Collected data entries
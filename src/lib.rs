//! Issue Board
//!
//! Layered architecture:
//! - domain: Core entities and business rules
//! - board: Fractional ordering of issues inside status columns
//! - filters / helpers: What the board shows
//! - store: Local board state with optimistic moves
//! - controller: Drag-end handling against an issue store
//! - repository: Data access abstractions and SQLite implementations
//! - client: GraphQL issue store

pub mod board;
pub mod client;
pub mod config;
pub mod controller;
pub mod domain;
pub mod filters;
pub mod helpers;
pub mod repository;
pub mod store;

pub use board::{BoardError, DraggableLocation, DropResult};
pub use config::BoardConfig;
pub use controller::{Board, DropError, LogNotifier, Notifier};
pub use domain::{DomainError, DomainResult, Issue, IssueStatus, IssueType, IssueUpdate, Project};
pub use filters::FilterConfig;
pub use store::{BoardState, PendingMove, Snapshot};

use repository::{init_db, IssueRepository};

/// Start file logging for the application described by `config`
pub fn init_logging(config: &BoardConfig) -> DomainResult<()> {
    rolling_logger::init_logger(config.log_dir.clone(), &config.app_name)
        .map_err(|e| DomainError::Internal(format!("Failed to init logger: {}", e)))
}

/// Board backed by the local SQLite database from `config`
pub async fn open_local_board(config: &BoardConfig, project_id: &str) -> DomainResult<Board<IssueRepository>> {
    let db = init_db(&config.db_path).await?;
    let mut board = Board::new(project_id, IssueRepository::new(db.connection()));
    board.load().await?;
    let _ = rolling_logger::info(&format!("Opened local board for project {}", project_id));
    Ok(board)
}

/// Board backed by the GraphQL API from `config`
pub async fn open_remote_board(config: &BoardConfig, project_id: &str) -> DomainResult<Board<client::GraphqlClient>> {
    let endpoint = config.graphql_endpoint();
    let mut board = Board::new(project_id, client::GraphqlClient::new(endpoint.clone()));
    if let Err(e) = board.load().await {
        let _ = rolling_logger::error(&format!("Loading board from {} failed: {}", endpoint, e));
        return Err(e);
    }
    Ok(board)
}
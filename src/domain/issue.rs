//! Issue Entity
//!
//! An issue lives in exactly one board column (its status) and is ordered
//! inside that column by a fractional `board_position`.

use serde::{Deserialize, Serialize};
use super::entity::Entity;

/// Board column an issue belongs to
#[derive(Debug, Clone, Copy, PartialEq, Eq, Hash, Serialize, Deserialize, Default)]
#[serde(rename_all = "SCREAMING_SNAKE_CASE")]
pub enum IssueStatus {
    #[default]
    Todo,
    InProgress,
    Done,
}

impl IssueStatus {
    /// Columns in the order the board renders them
    pub const ALL: [IssueStatus; 3] = [IssueStatus::Todo, IssueStatus::InProgress, IssueStatus::Done];

    pub fn as_str(&self) -> &'static str {
        match self {
            IssueStatus::Todo => "TODO",
            IssueStatus::InProgress => "IN_PROGRESS",
            IssueStatus::Done => "DONE",
        }
    }

    pub fn from_str(s: &str) -> Option<Self> {
        match s {
            "TODO" => Some(IssueStatus::Todo),
            "IN_PROGRESS" => Some(IssueStatus::InProgress),
            "DONE" => Some(IssueStatus::Done),
            _ => None,
        }
    }

    /// Column header text, e.g. "In Progress"
    pub fn label(&self) -> String {
        crate::helpers::capitalize_many(&self.as_str().replace('_', " "))
    }
}

/// Kind of work an issue represents
#[derive(Debug, Clone, Copy, PartialEq, Eq, Hash, Serialize, Deserialize, Default)]
#[serde(rename_all = "SCREAMING_SNAKE_CASE")]
pub enum IssueType {
    Epic,
    Story,
    #[default]
    Task,
    Bug,
    Subtask,
}

impl IssueType {
    pub fn as_str(&self) -> &'static str {
        match self {
            IssueType::Epic => "EPIC",
            IssueType::Story => "STORY",
            IssueType::Task => "TASK",
            IssueType::Bug => "BUG",
            IssueType::Subtask => "SUBTASK",
        }
    }

    pub fn from_str(s: &str) -> Option<Self> {
        match s {
            "EPIC" => Some(IssueType::Epic),
            "STORY" => Some(IssueType::Story),
            "TASK" => Some(IssueType::Task),
            "BUG" => Some(IssueType::Bug),
            "SUBTASK" => Some(IssueType::Subtask),
            _ => None,
        }
    }
}

/// A tracked issue, as the board sees it
#[derive(Debug, Clone, PartialEq, Serialize, Deserialize)]
#[serde(rename_all = "camelCase")]
pub struct Issue {
    /// Unique identifier, never changes
    pub id: String,
    /// Human-facing key, e.g. "BRD-12"
    pub key: String,
    pub name: String,
    pub status: IssueStatus,
    #[serde(rename = "type")]
    pub issue_type: IssueType,
    pub project_id: String,
    /// Ordering key inside the status column
    pub board_position: f64,
    /// Ordering key inside a sprint or the backlog
    #[serde(default)]
    pub sprint_position: f64,
    #[serde(default)]
    pub assignee_id: Option<String>,
    /// Epic (or parent story for subtasks)
    #[serde(default)]
    pub parent_id: Option<String>,
    /// None = backlog
    #[serde(default)]
    pub sprint_id: Option<String>,
    #[serde(default)]
    pub created_at: Option<i64>,
    #[serde(default)]
    pub updated_at: Option<i64>,
}

impl Issue {
    /// Create a new issue in the TODO column
    pub fn new(id: impl Into<String>, key: impl Into<String>, name: impl Into<String>, project_id: impl Into<String>) -> Self {
        Self {
            id: id.into(),
            key: key.into(),
            name: name.into(),
            status: IssueStatus::Todo,
            issue_type: IssueType::Task,
            project_id: project_id.into(),
            board_position: 0.0,
            sprint_position: 0.0,
            assignee_id: None,
            parent_id: None,
            sprint_id: None,
            created_at: None,
            updated_at: None,
        }
    }

    pub fn with_status(mut self, status: IssueStatus) -> Self {
        self.status = status;
        self
    }

    pub fn with_position(mut self, board_position: f64) -> Self {
        self.board_position = board_position;
        self
    }

    pub fn with_type(mut self, issue_type: IssueType) -> Self {
        self.issue_type = issue_type;
        self
    }

    pub fn is_in_backlog(&self) -> bool {
        self.sprint_id.is_none()
    }
}

impl Entity for Issue {
    type Id = String;

    fn id(&self) -> Self::Id {
        self.id.clone()
    }
}

/// The single-issue write a board move produces
#[derive(Debug, Clone, PartialEq, Serialize, Deserialize)]
#[serde(rename_all = "camelCase")]
pub struct IssueUpdate {
    pub id: String,
    pub status: IssueStatus,
    pub board_position: f64,
}
//! Hypothetical moves
//!
//! Builds the destination column as it would look right after a drop,
//! without touching any stored issue.

use crate::domain::Issue;
use super::BoardError;

/// Relocate an issue inside its own column.
///
/// The result has the same length as `column`. `new_index` must address an
/// existing slot (`0..len`).
pub fn move_within<'a>(column: &[&'a Issue], issue_id: &str, new_index: usize) -> Result<Vec<&'a Issue>, BoardError> {
    let old_index = column
        .iter()
        .position(|issue| issue.id == issue_id)
        .ok_or_else(|| BoardError::IssueNotInColumn(issue_id.to_string()))?;

    if new_index >= column.len() {
        return Err(BoardError::IndexOutOfRange { index: new_index, len: column.len() });
    }

    let mut moved = column.to_vec();
    let issue = moved.remove(old_index);
    moved.insert(new_index, issue);
    Ok(moved)
}

/// Insert an issue coming from another column.
///
/// The result is one longer than `column`. `index == len` appends.
pub fn insert_into<'a>(column: &[&'a Issue], issue: &'a Issue, index: usize) -> Result<Vec<&'a Issue>, BoardError> {
    if index > column.len() {
        return Err(BoardError::IndexOutOfRange { index, len: column.len() });
    }

    let mut inserted = Vec::with_capacity(column.len() + 1);
    inserted.extend_from_slice(&column[..index]);
    inserted.push(issue);
    inserted.extend_from_slice(&column[index..]);
    Ok(inserted)
}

**YOUR INSTRUCTIONS:** Respond with a number only, please: how many lines in this data include the word "IssueRepository".

**SOLUTION BELOW:** 3